---------- Raw data ----------
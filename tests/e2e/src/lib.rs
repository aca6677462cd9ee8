//! End-to-end test harness
//!
//! Builds throwaway notebooks: a temp directory standing in for the user's
//! files, a fresh store, and an engine wired to both. Seed helpers play the
//! role of the external ingestion pipeline, writing compounds, molecules,
//! atoms and positions the way the atomizer would.

use std::path::Path;

use anchor_core::{
    engram_key, simhash64, AnchorConfig, AnchorEngine, Atom, AtomPosition, AtomType, Compound,
    Molecule, MoleculeType, Provenance, Storage,
};
use tempfile::TempDir;

/// A disposable notebook: temp dir + store + engine
pub struct NotebookFixture {
    pub dir: TempDir,
    pub engine: AnchorEngine,
}

impl NotebookFixture {
    /// Fixture with default configuration rooted at the temp dir.
    pub fn new() -> Self {
        Self::with_config(|_| {})
    }

    /// Fixture with configuration tweaks applied on top of the default.
    pub fn with_config(tweak: impl FnOnce(&mut AnchorConfig)) -> Self {
        let dir = TempDir::new().expect("temp dir");
        let storage = Storage::open_at(&dir.path().join("anchor.db")).expect("open store");
        let mut config = AnchorConfig {
            notebook_root: dir.path().to_path_buf(),
            ..Default::default()
        };
        tweak(&mut config);
        let engine = AnchorEngine::with_storage(storage, config);
        Self { dir, engine }
    }

    pub fn root(&self) -> &Path {
        self.dir.path()
    }

    /// Ingest a note the way the atomizer would: the file lands on disk
    /// (unless `on_disk` is false, simulating a body-only compound), the
    /// compound row points at it, and one molecule spans the whole body.
    /// Returns the compound id.
    pub fn ingest_note(&self, options: NoteOptions<'_>) -> String {
        let compound_id = format!("cmp-{}", engram_key(options.path));
        if options.on_disk {
            let full = self.root().join(options.path);
            if let Some(parent) = full.parent() {
                std::fs::create_dir_all(parent).expect("note dir");
            }
            std::fs::write(&full, options.body).expect("write note");
        }

        let compound = Compound {
            compound_id: compound_id.clone(),
            path: options.path.to_string(),
            provenance: options.provenance,
            timestamp: options.timestamp,
            compound_body: options.store_body.then(|| options.body.to_string()),
            molecular_signature: simhash64(options.body),
        };
        let molecule = Molecule {
            molecule_id: format!("{compound_id}-m0"),
            compound_id: compound_id.clone(),
            content: options.body.to_string(),
            sequence: 0,
            start_byte: 0,
            end_byte: options.body.len() as u64,
            molecule_type: options.molecule_type,
            numeric_value: None,
            numeric_unit: None,
            molecular_signature: simhash64(options.body),
            timestamp: options.timestamp,
        };
        self.engine
            .storage()
            .ingest_batch(&compound, &[molecule], &[], &[])
            .expect("ingest note");
        compound_id
    }

    /// Register an atom, optionally positioned inside a compound.
    pub fn ingest_atom(
        &self,
        atom_id: &str,
        label: &str,
        content: &str,
        tags: &[&str],
        timestamp: i64,
        position: Option<(&str, u64)>,
    ) {
        self.engine
            .storage()
            .upsert_atom(&Atom {
                atom_id: atom_id.to_string(),
                label: label.to_string(),
                atom_type: AtomType::Concept,
                weight: 0.8,
                content: content.to_string(),
                tags: tags.iter().map(|t| t.to_string()).collect(),
                buckets: vec![],
                timestamp,
                provenance: Provenance::Internal,
                molecular_signature: simhash64(content),
            })
            .expect("ingest atom");
        if let Some((compound_id, offset)) = position {
            self.engine
                .storage()
                .upsert_position(&AtomPosition {
                    compound_id: compound_id.to_string(),
                    byte_offset: offset,
                    atom_label: label.to_string(),
                })
                .expect("ingest position");
        }
    }
}

impl Default for NotebookFixture {
    fn default() -> Self {
        Self::new()
    }
}

/// Options for [`NotebookFixture::ingest_note`]
pub struct NoteOptions<'a> {
    pub path: &'a str,
    pub body: &'a str,
    pub timestamp: i64,
    pub provenance: Provenance,
    pub molecule_type: MoleculeType,
    /// Write the file under the notebook root
    pub on_disk: bool,
    /// Keep the body in the compound row
    pub store_body: bool,
}

impl<'a> NoteOptions<'a> {
    /// A plain internal prose note, on disk with a stored body.
    pub fn new(path: &'a str, body: &'a str, timestamp: i64) -> Self {
        Self {
            path,
            body,
            timestamp,
            provenance: Provenance::Internal,
            molecule_type: MoleculeType::Prose,
            on_disk: true,
            store_body: true,
        }
    }

    pub fn body_only(mut self) -> Self {
        self.on_disk = false;
        self
    }

    pub fn disk_only(mut self) -> Self {
        self.store_body = false;
        self
    }
}

/// Millisecond timestamp for a given date in 2020-2039, noon UTC.
pub fn ts(year: i32, month: u32, day: u32) -> i64 {
    use chrono::TimeZone;
    chrono::Utc
        .with_ymd_and_hms(year, month, day, 12, 0, 0)
        .unwrap()
        .timestamp_millis()
}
----------
Required work
Having read the material, return all of it word for word.

Exercise response
filename tests/e2e/src/lib.rs
repository aca6677462cd9ee8
//! End-to-end test harness
//!
//! Builds throwaway notebooks: a temp directory standing in for the user's
//! files, a fresh store, and an engine wired to both. Seed helpers play the
//! role of the external ingestion pipeline, writing compounds, molecules,
//! atoms and positions the way the atomizer would.

use std::path::Path;

use anchor_core::{
    engram_key, simhash64, AnchorConfig, AnchorEngine, Atom, AtomPosition, AtomType, Compound,
    Molecule, MoleculeType, Provenance, Storage,
};
use tempfile::TempDir;

/// A disposable notebook: temp dir + store + engine
pub struct NotebookFixture {
    pub dir: TempDir,
    pub engine: AnchorEngine,
}

impl NotebookFixture {
    /// Fixture with default configuration rooted at the temp dir.
    pub fn new() -> Self {
        Self::with_config(|_| {})
    }

    /// Fixture with configuration tweaks applied on top of the default.
    pub fn with_config(tweak: impl FnOnce(&mut AnchorConfig)) -> Self {
        let dir = TempDir::new().expect("temp dir");
        let storage = Storage::open_at(&dir.path().join("anchor.db")).expect("open store");
        let mut config = AnchorConfig {
            notebook_root: dir.path().to_path_buf(),
            ..Default::default()
        };
        tweak(&mut config);
        let engine = AnchorEngine::with_storage(storage, config);
        Self { dir, engine }
    }

    pub fn root(&self) -> &Path {
        self.dir.path()
    }

    /// Ingest a note the way the atomizer would: the file lands on disk
    /// (unless `on_disk` is false, simulating a body-only compound), the
    /// compound row points at it, and one molecule spans the whole body.
    /// Returns the compound id.
    pub fn ingest_note(&self, options: NoteOptions<'_>) -> String {
        let compound_id = format!("cmp-{}", engram_key(options.path));
        if options.on_disk {
            let full = self.root().join(options.path);
            if let Some(parent) = full.parent() {
                std::fs::create_dir_all(parent).expect("note dir");
            }
            std::fs::write(&full, options.body).expect("write note");
        }

        let compound = Compound {
            compound_id: compound_id.clone(),
            path: options.path.to_string(),
            provenance: options.provenance,
            timestamp: options.timestamp,
            compound_body: options.store_body.then(|| options.body.to_string()),
            molecular_signature: simhash64(options.body),
        };
        let molecule = Molecule {
            molecule_id: format!("{compound_id}-m0"),
            compound_id: compound_id.clone(),
            content: options.body.to_string(),
            sequence: 0,
            start_byte: 0,
            end_byte: options.body.len() as u64,
            molecule_type: options.molecule_type,
            numeric_value: None,
            numeric_unit: None,
            molecular_signature: simhash64(options.body),
            timestamp: options.timestamp,
        };
        self.engine
            .storage()
            .ingest_batch(&compound, &[molecule], &[], &[])
            .expect("ingest note");
        compound_id
    }

    /// Register an atom, optionally positioned inside a compound.
    pub fn ingest_atom(
        &self,
        atom_id: &str,
        label: &str,
        content: &str,
        tags: &[&str],
        timestamp: i64,
        position: Option<(&str, u64)>,
    ) {
        self.engine
            .storage()
            .upsert_atom(&Atom {
                atom_id: atom_id.to_string(),
                label: label.to_string(),
                atom_type: AtomType::Concept,
                weight: 0.8,
                content: content.to_string(),
                tags: tags.iter().map(|t| t.to_string()).collect(),
                buckets: vec![],
                timestamp,
                provenance: Provenance::Internal,
                molecular_signature: simhash64(content),
            })
            .expect("ingest atom");
        if let Some((compound_id, offset)) = position {
            self.engine
                .storage()
                .upsert_position(&AtomPosition {
                    compound_id: compound_id.to_string(),
                    byte_offset: offset,
                    atom_label: label.to_string(),
                })
                .expect("ingest position");
        }
    }
}

impl Default for NotebookFixture {
    fn default() -> Self {
        Self::new()
    }
}

/// Options for [`NotebookFixture::ingest_note`]
pub struct NoteOptions<'a> {
    pub path: &'a str,
    pub body: &'a str,
    pub timestamp: i64,
    pub provenance: Provenance,
    pub molecule_type: MoleculeType,
    /// Write the file under the notebook root
    pub on_disk: bool,
    /// Keep the body in the compound row
    pub store_body: bool,
}

impl<'a> NoteOptions<'a> {
    /// A plain internal prose note, on disk with a stored body.
    pub fn new(path: &'a str, body: &'a str, timestamp: i64) -> Self {
        Self {
            path,
            body,
            timestamp,
            provenance: Provenance::Internal,
            molecule_type: MoleculeType::Prose,
            on_disk: true,
            store_body: true,
        }
    }

    pub fn body_only(mut self) -> Self {
        self.on_disk = false;
        self
    }

    pub fn disk_only(mut self) -> Self {
        self.store_body = false;
        self
    }
}

/// Millisecond timestamp for a given date in 2020-2039, noon UTC.
pub fn ts(year: i32, month: u32, day: u32) -> i64 {
    use chrono::TimeZone;
    chrono::Utc
        .with_ymd_and_hms(year, month, day, 12, 0, 0)
        .unwrap()
        .timestamp_millis()
}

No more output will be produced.